*Provided material*
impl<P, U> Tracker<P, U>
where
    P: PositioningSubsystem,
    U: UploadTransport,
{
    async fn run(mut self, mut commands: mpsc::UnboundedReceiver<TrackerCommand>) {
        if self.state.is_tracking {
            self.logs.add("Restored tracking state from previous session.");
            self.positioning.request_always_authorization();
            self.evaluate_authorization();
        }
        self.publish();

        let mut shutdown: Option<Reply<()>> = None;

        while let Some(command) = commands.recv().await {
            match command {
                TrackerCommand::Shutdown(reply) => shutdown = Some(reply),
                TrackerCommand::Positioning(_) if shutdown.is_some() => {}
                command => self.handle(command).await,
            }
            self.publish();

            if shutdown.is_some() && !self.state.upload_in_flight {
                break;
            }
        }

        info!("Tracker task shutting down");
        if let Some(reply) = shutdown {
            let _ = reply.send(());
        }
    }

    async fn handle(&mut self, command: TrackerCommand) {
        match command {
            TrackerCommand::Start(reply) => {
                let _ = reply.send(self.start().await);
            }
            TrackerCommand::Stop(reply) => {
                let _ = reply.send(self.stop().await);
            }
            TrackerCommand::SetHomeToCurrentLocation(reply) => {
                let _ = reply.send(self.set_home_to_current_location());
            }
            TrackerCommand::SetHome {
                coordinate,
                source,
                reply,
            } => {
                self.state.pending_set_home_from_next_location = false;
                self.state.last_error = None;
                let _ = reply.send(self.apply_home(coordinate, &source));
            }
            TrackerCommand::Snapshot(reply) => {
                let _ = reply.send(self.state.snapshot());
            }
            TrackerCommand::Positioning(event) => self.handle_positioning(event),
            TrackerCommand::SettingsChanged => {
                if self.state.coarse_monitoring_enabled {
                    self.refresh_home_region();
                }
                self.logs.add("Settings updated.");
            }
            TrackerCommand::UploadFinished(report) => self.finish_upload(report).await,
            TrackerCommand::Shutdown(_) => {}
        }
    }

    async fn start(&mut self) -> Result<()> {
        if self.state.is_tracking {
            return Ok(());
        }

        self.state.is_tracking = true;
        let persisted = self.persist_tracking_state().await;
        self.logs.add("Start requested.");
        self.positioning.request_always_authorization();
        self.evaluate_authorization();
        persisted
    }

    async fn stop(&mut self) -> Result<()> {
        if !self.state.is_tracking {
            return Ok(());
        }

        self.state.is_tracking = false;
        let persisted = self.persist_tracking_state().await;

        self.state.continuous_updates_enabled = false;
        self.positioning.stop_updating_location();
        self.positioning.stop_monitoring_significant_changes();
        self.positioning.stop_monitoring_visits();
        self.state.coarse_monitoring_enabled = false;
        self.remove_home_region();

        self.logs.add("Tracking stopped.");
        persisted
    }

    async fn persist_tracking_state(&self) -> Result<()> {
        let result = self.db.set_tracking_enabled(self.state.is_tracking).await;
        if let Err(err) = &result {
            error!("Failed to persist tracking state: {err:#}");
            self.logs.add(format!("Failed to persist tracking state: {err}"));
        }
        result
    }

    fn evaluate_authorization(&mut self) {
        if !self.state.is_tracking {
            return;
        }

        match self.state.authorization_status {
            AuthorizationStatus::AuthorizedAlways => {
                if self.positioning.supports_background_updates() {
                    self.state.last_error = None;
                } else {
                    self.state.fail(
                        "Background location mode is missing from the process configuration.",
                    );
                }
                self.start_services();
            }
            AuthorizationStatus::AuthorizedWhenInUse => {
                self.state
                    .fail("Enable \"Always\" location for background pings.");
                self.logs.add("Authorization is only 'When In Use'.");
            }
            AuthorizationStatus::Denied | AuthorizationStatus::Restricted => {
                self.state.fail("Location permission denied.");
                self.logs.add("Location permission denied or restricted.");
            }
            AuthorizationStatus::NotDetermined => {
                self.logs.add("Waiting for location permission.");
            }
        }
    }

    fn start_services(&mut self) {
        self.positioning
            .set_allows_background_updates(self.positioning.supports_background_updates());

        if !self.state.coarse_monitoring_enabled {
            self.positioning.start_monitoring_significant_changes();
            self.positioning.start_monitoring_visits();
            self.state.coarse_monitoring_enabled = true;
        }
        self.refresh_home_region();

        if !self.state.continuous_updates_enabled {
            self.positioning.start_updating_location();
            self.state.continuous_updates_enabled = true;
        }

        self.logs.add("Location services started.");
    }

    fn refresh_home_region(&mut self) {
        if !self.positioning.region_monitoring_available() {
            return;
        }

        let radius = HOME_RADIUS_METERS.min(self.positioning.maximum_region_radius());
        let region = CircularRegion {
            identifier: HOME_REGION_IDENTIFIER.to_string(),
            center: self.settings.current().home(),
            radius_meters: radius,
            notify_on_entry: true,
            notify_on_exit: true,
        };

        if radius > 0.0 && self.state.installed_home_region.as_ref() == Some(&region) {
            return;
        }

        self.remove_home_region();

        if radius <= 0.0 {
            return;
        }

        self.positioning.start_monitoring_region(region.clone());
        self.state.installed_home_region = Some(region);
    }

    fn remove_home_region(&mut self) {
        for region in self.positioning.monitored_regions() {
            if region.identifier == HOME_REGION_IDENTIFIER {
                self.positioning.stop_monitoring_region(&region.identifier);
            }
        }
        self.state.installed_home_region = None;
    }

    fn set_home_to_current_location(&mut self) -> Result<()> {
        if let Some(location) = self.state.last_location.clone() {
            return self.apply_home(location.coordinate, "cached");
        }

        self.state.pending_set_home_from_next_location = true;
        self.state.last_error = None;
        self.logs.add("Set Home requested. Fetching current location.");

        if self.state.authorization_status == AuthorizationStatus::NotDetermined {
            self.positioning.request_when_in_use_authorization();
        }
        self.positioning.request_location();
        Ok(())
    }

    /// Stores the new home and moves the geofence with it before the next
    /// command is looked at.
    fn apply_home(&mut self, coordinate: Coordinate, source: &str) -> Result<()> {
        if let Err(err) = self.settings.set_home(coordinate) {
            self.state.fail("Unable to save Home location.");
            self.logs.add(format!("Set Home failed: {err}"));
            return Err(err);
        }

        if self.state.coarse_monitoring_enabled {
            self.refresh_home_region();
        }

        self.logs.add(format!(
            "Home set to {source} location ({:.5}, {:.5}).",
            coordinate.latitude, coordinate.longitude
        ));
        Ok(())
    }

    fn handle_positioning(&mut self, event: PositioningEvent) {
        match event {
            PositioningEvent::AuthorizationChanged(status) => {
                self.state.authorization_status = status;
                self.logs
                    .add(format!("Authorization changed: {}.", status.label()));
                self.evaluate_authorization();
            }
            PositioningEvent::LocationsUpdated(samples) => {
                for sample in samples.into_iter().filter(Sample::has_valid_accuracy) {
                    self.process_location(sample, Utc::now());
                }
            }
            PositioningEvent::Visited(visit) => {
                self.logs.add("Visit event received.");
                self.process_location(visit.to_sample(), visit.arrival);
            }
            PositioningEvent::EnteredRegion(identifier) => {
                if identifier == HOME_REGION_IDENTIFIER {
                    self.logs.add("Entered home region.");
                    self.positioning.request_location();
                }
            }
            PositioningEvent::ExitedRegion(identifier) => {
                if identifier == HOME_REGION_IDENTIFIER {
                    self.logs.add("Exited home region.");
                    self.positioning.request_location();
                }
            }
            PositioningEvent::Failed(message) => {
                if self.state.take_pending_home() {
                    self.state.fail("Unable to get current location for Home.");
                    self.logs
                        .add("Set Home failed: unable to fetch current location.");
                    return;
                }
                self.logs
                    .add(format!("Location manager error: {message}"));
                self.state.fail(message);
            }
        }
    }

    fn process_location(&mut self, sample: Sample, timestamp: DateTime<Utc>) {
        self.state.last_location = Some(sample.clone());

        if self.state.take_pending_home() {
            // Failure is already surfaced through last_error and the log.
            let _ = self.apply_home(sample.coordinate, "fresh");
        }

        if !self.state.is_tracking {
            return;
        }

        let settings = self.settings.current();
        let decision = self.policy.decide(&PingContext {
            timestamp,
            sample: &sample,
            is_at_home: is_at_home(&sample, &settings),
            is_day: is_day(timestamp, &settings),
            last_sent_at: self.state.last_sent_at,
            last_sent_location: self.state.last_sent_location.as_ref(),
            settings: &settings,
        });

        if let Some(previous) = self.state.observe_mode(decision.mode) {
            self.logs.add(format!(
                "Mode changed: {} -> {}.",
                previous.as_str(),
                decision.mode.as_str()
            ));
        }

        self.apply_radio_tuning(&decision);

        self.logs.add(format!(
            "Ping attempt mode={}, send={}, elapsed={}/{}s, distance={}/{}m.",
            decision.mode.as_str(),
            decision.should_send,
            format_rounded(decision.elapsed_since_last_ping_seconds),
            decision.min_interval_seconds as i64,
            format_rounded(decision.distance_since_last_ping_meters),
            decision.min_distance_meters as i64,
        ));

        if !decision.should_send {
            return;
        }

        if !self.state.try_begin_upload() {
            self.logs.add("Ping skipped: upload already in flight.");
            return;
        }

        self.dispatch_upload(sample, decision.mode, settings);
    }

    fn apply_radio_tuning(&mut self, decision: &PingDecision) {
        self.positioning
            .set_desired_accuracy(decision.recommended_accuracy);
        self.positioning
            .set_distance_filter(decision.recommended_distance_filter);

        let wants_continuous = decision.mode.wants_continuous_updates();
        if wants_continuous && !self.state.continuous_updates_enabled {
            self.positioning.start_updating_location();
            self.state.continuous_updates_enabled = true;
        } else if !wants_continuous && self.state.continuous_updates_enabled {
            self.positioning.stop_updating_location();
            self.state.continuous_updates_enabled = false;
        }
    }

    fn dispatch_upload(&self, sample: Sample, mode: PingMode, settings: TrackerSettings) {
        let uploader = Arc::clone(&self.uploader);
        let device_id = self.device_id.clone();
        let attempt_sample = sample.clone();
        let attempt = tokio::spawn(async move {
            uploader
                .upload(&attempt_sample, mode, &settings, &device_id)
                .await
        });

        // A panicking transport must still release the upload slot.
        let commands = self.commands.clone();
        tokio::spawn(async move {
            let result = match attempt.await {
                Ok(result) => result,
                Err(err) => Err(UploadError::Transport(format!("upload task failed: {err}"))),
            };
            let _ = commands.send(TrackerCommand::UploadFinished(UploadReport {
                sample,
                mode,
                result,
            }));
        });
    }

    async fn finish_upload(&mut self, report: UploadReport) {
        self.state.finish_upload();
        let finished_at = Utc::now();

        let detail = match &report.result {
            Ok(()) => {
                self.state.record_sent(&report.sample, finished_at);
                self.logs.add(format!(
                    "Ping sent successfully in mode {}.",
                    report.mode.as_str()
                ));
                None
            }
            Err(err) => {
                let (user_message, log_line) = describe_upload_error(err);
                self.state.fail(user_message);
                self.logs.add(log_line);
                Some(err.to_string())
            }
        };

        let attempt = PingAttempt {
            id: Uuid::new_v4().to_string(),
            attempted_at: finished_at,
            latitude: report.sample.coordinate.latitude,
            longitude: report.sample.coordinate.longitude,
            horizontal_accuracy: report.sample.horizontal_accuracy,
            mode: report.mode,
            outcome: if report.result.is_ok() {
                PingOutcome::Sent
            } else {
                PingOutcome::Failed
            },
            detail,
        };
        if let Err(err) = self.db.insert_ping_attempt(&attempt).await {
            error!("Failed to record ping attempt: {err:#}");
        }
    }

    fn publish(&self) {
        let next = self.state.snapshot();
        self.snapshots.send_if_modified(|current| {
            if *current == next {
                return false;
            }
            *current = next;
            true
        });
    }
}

...

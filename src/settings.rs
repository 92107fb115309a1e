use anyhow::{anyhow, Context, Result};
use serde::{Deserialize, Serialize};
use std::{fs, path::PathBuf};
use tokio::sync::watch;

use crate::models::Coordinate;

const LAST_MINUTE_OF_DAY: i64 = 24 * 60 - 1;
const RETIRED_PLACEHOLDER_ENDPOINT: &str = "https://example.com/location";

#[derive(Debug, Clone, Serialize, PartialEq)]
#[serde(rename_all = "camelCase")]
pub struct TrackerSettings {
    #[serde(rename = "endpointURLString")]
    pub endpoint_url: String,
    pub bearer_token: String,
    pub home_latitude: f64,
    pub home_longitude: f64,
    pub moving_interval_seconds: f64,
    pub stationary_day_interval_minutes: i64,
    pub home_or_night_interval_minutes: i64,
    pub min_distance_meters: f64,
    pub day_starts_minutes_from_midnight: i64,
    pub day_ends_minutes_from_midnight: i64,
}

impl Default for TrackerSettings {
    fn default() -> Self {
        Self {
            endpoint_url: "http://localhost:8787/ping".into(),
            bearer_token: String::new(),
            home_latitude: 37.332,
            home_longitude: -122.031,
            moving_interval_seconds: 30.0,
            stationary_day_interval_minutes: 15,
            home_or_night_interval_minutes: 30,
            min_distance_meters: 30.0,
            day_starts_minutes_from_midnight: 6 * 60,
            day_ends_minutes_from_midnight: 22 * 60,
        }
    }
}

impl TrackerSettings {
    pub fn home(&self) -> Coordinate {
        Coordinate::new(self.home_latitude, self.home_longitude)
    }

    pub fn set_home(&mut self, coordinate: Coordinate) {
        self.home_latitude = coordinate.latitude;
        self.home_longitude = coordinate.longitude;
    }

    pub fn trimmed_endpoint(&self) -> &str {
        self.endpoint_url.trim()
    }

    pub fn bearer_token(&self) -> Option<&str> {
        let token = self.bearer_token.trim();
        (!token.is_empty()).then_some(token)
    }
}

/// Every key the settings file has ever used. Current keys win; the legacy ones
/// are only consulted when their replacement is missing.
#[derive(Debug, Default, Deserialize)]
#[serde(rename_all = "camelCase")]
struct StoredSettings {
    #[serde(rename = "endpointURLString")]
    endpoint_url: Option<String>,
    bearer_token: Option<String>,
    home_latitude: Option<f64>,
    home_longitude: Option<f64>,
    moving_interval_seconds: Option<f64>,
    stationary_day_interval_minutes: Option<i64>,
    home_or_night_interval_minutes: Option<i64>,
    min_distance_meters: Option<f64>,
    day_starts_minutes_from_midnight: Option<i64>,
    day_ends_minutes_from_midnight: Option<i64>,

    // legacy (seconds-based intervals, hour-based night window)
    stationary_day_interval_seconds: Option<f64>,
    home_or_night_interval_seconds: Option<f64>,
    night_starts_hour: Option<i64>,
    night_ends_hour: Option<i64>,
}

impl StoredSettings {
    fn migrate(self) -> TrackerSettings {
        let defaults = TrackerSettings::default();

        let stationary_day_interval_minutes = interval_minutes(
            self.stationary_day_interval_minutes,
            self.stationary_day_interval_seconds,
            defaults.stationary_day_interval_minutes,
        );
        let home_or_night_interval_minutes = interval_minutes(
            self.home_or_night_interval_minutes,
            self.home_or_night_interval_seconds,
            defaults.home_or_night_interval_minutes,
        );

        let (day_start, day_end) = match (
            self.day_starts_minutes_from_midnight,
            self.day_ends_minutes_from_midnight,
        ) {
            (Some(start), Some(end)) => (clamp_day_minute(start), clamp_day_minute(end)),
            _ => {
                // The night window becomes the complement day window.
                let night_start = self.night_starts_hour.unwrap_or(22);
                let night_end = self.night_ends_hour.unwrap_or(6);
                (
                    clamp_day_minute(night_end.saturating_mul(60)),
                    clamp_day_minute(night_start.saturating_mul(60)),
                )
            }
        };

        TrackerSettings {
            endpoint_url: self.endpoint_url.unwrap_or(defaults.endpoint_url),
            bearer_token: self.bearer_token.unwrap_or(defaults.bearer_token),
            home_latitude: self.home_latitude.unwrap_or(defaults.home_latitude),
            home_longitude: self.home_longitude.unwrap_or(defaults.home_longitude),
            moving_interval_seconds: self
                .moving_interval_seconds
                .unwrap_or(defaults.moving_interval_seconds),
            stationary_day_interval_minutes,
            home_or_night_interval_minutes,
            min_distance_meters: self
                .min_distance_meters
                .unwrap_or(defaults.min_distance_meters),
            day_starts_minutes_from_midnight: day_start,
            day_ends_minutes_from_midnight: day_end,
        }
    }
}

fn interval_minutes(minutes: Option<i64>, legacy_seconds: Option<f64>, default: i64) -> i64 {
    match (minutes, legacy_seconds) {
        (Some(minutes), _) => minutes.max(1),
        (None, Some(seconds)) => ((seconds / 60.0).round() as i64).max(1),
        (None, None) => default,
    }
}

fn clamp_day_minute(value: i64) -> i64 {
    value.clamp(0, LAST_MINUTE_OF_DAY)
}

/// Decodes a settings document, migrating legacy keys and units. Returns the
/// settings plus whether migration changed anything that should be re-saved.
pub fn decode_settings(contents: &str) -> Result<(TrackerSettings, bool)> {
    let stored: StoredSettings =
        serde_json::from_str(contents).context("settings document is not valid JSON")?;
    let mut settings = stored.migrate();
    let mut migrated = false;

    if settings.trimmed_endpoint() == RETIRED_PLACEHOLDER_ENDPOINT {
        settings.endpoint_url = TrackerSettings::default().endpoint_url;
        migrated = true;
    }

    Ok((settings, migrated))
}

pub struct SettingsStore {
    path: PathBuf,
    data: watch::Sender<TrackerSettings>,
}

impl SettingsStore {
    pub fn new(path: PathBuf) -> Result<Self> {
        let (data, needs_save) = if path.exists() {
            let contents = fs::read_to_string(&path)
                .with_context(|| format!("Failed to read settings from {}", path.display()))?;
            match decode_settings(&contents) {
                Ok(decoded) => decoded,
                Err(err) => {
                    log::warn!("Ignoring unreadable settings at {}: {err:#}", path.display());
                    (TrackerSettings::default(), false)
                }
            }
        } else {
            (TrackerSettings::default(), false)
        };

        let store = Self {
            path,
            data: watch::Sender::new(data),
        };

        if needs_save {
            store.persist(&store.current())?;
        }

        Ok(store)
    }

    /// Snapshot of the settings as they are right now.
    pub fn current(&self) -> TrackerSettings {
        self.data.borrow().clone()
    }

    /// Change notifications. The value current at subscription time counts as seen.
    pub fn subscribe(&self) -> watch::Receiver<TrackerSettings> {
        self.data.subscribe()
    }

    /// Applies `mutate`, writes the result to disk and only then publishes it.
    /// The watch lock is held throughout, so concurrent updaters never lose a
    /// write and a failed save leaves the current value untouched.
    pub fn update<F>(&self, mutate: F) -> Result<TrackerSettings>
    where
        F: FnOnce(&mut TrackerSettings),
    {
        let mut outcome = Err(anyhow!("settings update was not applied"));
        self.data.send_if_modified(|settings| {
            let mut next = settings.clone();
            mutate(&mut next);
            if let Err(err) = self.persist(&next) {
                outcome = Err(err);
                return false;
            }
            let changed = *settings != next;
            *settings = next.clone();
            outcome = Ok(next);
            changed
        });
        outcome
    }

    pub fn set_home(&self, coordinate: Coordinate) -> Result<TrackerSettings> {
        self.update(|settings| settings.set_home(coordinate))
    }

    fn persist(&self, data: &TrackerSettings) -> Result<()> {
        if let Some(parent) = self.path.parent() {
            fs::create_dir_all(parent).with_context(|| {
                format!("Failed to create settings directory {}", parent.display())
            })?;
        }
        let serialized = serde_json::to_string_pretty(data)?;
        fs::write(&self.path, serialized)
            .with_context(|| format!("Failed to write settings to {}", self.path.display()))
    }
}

*What needs to be done*
If a line in the material above contains the word "subscribe", copy it.

*Exercise output*
    pub fn subscribe(&self) -> watch::Receiver<TrackerSettings> {
        self.data.subscribe()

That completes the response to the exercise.